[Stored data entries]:
·····

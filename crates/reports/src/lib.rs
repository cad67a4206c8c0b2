//! Read-side summaries for the boutique retail system.
//!
//! Everything here is a pure function over a borrowed snapshot. The write
//! side never consults these numbers; they exist for dashboards and the
//! reports page.

pub mod monthly;
pub mod rankings;
pub mod summary;

pub use monthly::{MonthlyRevenue, monthly_revenue};
pub use rankings::{CustomerSpend, ItemQuantity, top_customers, top_purchased, top_rented};
pub use summary::{DashboardStats, ReportSummary, dashboard_stats, report_summary};
use common::ItemId;
use serde::{Deserialize, Serialize};

use crate::money::Money;

/// Availability of a stockable item.
///
/// Rented items are tracked by this status and by open rentals, not by
/// quantity depletion.
#[derive(Debug, Clone, Copy, PartialEq, Eq, Hash, Serialize, Deserialize, Default)]
#[serde(rename_all = "kebab-case")]
pub enum ItemStatus {
    /// In stock and offered for sale or rent.
    #[default]
    Available,

    /// Currently out with a rental customer.
    Rented,

    /// Pulled from the floor for repair.
    InRepair,
}

impl ItemStatus {
    /// Returns the status name as persisted.
    pub fn as_str(&self) -> &'static str {
        match self {
            ItemStatus::Available => "available",
            ItemStatus::Rented => "rented",
            ItemStatus::InRepair => "in-repair",
        }
    }
}

impl std::fmt::Display for ItemStatus {
    fn fmt(&self, f: &mut std::fmt::Formatter<'_>) -> std::fmt::Result {
        write!(f, "{}", self.as_str())
    }
}

/// A stockable product.
///
/// Only the identity fields are required when a record arrives from a bulk
/// import; numeric fields default to zero and collections to empty.
#[derive(Debug, Clone, PartialEq, Serialize, Deserialize)]
pub struct Item {
    pub id: ItemId,
    pub sku: String,
    pub title: String,
    #[serde(default)]
    pub category: String,
    #[serde(default, skip_serializing_if = "Option::is_none")]
    pub subcategory: Option<String>,
    #[serde(default)]
    pub sizes: Vec<String>,
    #[serde(default)]
    pub color: String,
    #[serde(default)]
    pub qty: u32,
    #[serde(default)]
    pub rent_price_per_day: Money,
    #[serde(default)]
    pub buy_price: Money,
    #[serde(default)]
    pub condition: String,
    #[serde(default)]
    pub images: Vec<String>,
    #[serde(default)]
    pub status: ItemStatus,
    #[serde(default)]
    pub description: String,
    #[serde(default, skip_serializing_if = "Option::is_none")]
    pub tags: Option<Vec<String>>,
}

·····

[WHAT IS BEING ASKED]:
From the first line of the records above to the line that contains "snapshot. The write", quote each line exactly.

[TASK SOLUTION]:
filename crates/reports/src/lib.rs
repository cad67a4206c8c0b2
//! Read-side summaries for the boutique retail system.
//!
//! Everything here is a pure function over a borrowed snapshot. The write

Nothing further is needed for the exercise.